I am very honoured to speak before this distinguished gathering, especially in the presence of such a diverse group of individuals who have brought along with them the cultures and experiences of many nations, and yet remain very Indian. I too take pride in being of Indian origin, and as we share this common bond, our strength derives from our diversity and clarity of purpose. As NRIs, we frequently return to India because she draws us to her in a mysterious way, and we care passionately about her and want to make a difference. I believe that this forum is precisely for that reason - that is, we are here not just because we want to benefit from India, but mainly because we want to give something back. As President Kennedy once said, "ask not what the country can do for you, but what you can do for the country." I believe that is what we ask of ourselves today.

At this dawn of the new millennium, the question that we need to ask each other and ourselves is this: What kind of a nation do we want India to be? Are we going to achieve prosperity for a good majority of our peoples within our lifetime, or will we drift along as we have done in the past since our independence? Are we going to create an economic system that would reward entrepreneurship, innovation and hard work, or will it continue to favor those with special privileges and access to centers of power? Will we be a nation of just laws and equal opportunity for all, or will corruption, bribery, special favors, and misappropriation of public funds drag us down? Are we going to be a pluralistic secular society or will we tear ourselves apart by intolerance, hypocrisy, and hatred? Will we learn to respect nature and the environment, and act accordingly, or will we cause our own destruction by the failure to act responsibly? These are the critical issues of the day-for India's elected leaders and public servants who have the responsibility to lead the nation, and for the rest of us as citizens and NRIs.

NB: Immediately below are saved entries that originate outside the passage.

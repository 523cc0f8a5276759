//! Reference URL parsing.
//!
//! Turning a reference URL into lookup arguments never fails: a URL that does
//! not match the expected host yields whatever is left after prefix stripping,
//! and the lookup itself rejects it.

use std::sync::LazyLock;

use regex::Regex;

static GITHUB_PREFIX: LazyLock<Regex> =
    LazyLock::new(|| Regex::new(r"^https?://github\.com/").expect("valid regex"));

static STACKSHARE_PREFIX: LazyLock<Regex> =
    LazyLock::new(|| Regex::new(r"^https?://stackshare\.io/").expect("valid regex"));

/// Repository arguments for the VCS lookup.
#[derive(Debug, Clone, PartialEq, Eq)]
pub struct VcsRef {
    pub owner: String,
    pub name: String,
}

/// Split `https://github.com/{owner}/{name}` into its owner and name.
///
/// Missing segments come back as empty strings.
pub fn vcs_ref(url: &str) -> VcsRef {
    let rest = GITHUB_PREFIX.replace(url, "");
    let mut parts = rest.split('/');
    let owner = parts.next().unwrap_or_default().to_string();
    let name = parts.next().unwrap_or_default().to_string();
    VcsRef { owner, name }
}

/// Strip `https://stackshare.io/` from a catalog URL, leaving the tool slug.
pub fn catalog_ref(url: &str) -> String {
    STACKSHARE_PREFIX.replace(url, "").into_owned()
}
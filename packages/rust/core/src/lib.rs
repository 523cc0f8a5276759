//! Core build logic for StackPages.
//!
//! Ties the content index, node tagging, stack enrichment, and page emission
//! together into the `build` pipeline (see [`pipeline::build_site`]).

pub mod content;
pub mod enrichment;
pub mod host;
pub mod pages;
pub mod pipeline;
pub mod tagging;

#[cfg(test)]
mod testing;
//! StackShare tool lookup via the GraphQL API.

use std::time::Duration;

use async_trait::async_trait;
use reqwest::{Client, StatusCode};
use serde::Deserialize;
use tracing::debug;
use url::Url;

use stackpages_shared::{CatalogMetadata, LookupsConfig, Result};

use crate::{CatalogLookup, LookupError, build_client, endpoint};

const TOOL_QUERY: &str = r#"query Tool($id: ID!) {
  tool(id: $id) {
    name
    slug
    title
    description
    imageUrl
    websiteUrl
    followersCount
    stacksCount
  }
}"#;

/// Catalog lookup backed by the StackShare `tool` query.
pub struct StackShareClient {
    client: Client,
    api: Url,
    token: Option<String>,
}

impl StackShareClient {
    pub fn new(api: Url, token: Option<String>, timeout: Duration) -> Result<Self> {
        Ok(Self {
            client: build_client(timeout)?,
            api,
            token,
        })
    }

    /// Build from the `[lookups]` config section, reading the API key from its env var.
    pub fn from_config(config: &LookupsConfig) -> Result<Self> {
        Self::new(
            config.stackshare_api()?,
            config.stackshare_token(),
            Duration::from_secs(config.timeout_secs),
        )
    }
}

#[derive(Debug, Deserialize)]
struct GraphQlResponse {
    data: Option<ToolData>,
    #[serde(default)]
    errors: Vec<GraphQlError>,
}

#[derive(Debug, Deserialize)]
struct GraphQlError {
    message: String,
}

#[derive(Debug, Deserialize)]
struct ToolData {
    tool: Option<ToolResponse>,
}

#[derive(Debug, Deserialize)]
#[serde(rename_all = "camelCase")]
struct ToolResponse {
    name: String,
    slug: String,
    title: Option<String>,
    description: Option<String>,
    image_url: Option<String>,
    website_url: Option<String>,
    #[serde(default)]
    followers_count: u64,
    #[serde(default)]
    stacks_count: u64,
}

impl ToolResponse {
    fn into_metadata(self, canonical_url: &str) -> CatalogMetadata {
        CatalogMetadata {
            name: self.name,
            slug: self.slug,
            title: self.title,
            description: self.description,
            image_url: self.image_url,
            website_url: self.website_url,
            followers_count: self.followers_count,
            stacks_count: self.stacks_count,
            canonical_url: canonical_url.to_string(),
        }
    }
}

#[async_trait]
impl CatalogLookup for StackShareClient {
    async fn lookup(&self, name: &str, url: &str) -> std::result::Result<CatalogMetadata, LookupError> {
        if name.is_empty() || name.contains("://") {
            return Err(LookupError::InvalidReference(url.to_string()));
        }

        let api_url = endpoint(&self.api, "graphql");
        debug!(%api_url, tool = name, "fetching catalog metadata");

        let body = serde_json::json!({
            "query": TOOL_QUERY,
            "variables": { "id": name },
        });

        let mut request = self.client.post(&api_url).json(&body);
        if let Some(token) = &self.token {
            request = request.header("x-api-key", token);
        }

        let response = request
            .send()
            .await
            .map_err(|e| LookupError::Network(format!("{api_url}: {e}")))?;

        match response.status() {
            s if s.is_success() => {}
            StatusCode::TOO_MANY_REQUESTS => return Err(LookupError::RateLimited(api_url)),
            s => {
                return Err(LookupError::Status {
                    url: api_url,
                    status: s.as_u16(),
                });
            }
        }

        let payload: GraphQlResponse = response
            .json()
            .await
            .map_err(|e| LookupError::Decode(format!("{api_url}: {e}")))?;

        if !payload.errors.is_empty() {
            let messages: Vec<_> = payload.errors.into_iter().map(|e| e.message).collect();
            return Err(LookupError::Api(messages.join("; ")));
        }

        payload
            .data
            .and_then(|d| d.tool)
            .map(|tool| tool.into_metadata(url))
            .ok_or_else(|| LookupError::NotFound(name.to_string()))
    }

    fn source(&self) -> &str {
        "stackshare"
    }
}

India is witnessing, just as in many of the industrialized nations, the revolution in computer and information technology. It has opened up new opportunities for NRIs to participate vigorously, and shall I say, with some escape from the choking constraints of bureaucracy and regulations. Net is a ready-made marketplace of several trillion dollars worth of network connections, computers, and limitless databases full of information. And it is available largely free to anyone with a phone line and a personal computer. Anywhere in the world. In short, Net offers an entry point to all comers in every market and industry. Business opportunities are no longer restricted to the few privileged in India. This wrenching revelation is forcing a fundamental rethinking of what a company does. Increasingly, savvy companies avoid building expensive, time-consuming in-house capabilities. Instead they form partnerships with their suppliers, and outsource much of the manufacturing, assembling and even distribution. Consumers are given direct access to the manufacturers to customize what they exactly want, bypassing the traditional channels of order taking. Business has never been about avoiding tough choices. What is different this time is that experience may be the worst teacher of all. I don't think that we have seen the biggest changes at all. Those adrenal glands we developed eons ago could come in very handy.

I am convinced that the Internet is the future of our democracy. Soon, the government will not be able to manipulate public opinion with false information. Secret practices that are in self-interest instead of public interest will be uncovered. People will soon gain the upper hand over their rulers - the government -, and the government will be the servant of the people, as it was always supposed to be.

India has little choice about globalization. India needs to export $3-4 billion worth of goods additionally each year to service $15-20 billion of foreign investment it needs to improve infrastructure and introduce modern technologies. India's cultural reaction to imperialism and Nehru's socialistic philosophy of distributive justice has caused a misguided profound mistrust of global economic forces. Economic self- reliance as opposed to economic interdependence had become an axiomatic corollary of independence itself. I hope the current thinking has changed. As we seek new investment opportunities in India, it is for us as NRIs to illustrate the virtue of assimilating new ideas, innovation, and change.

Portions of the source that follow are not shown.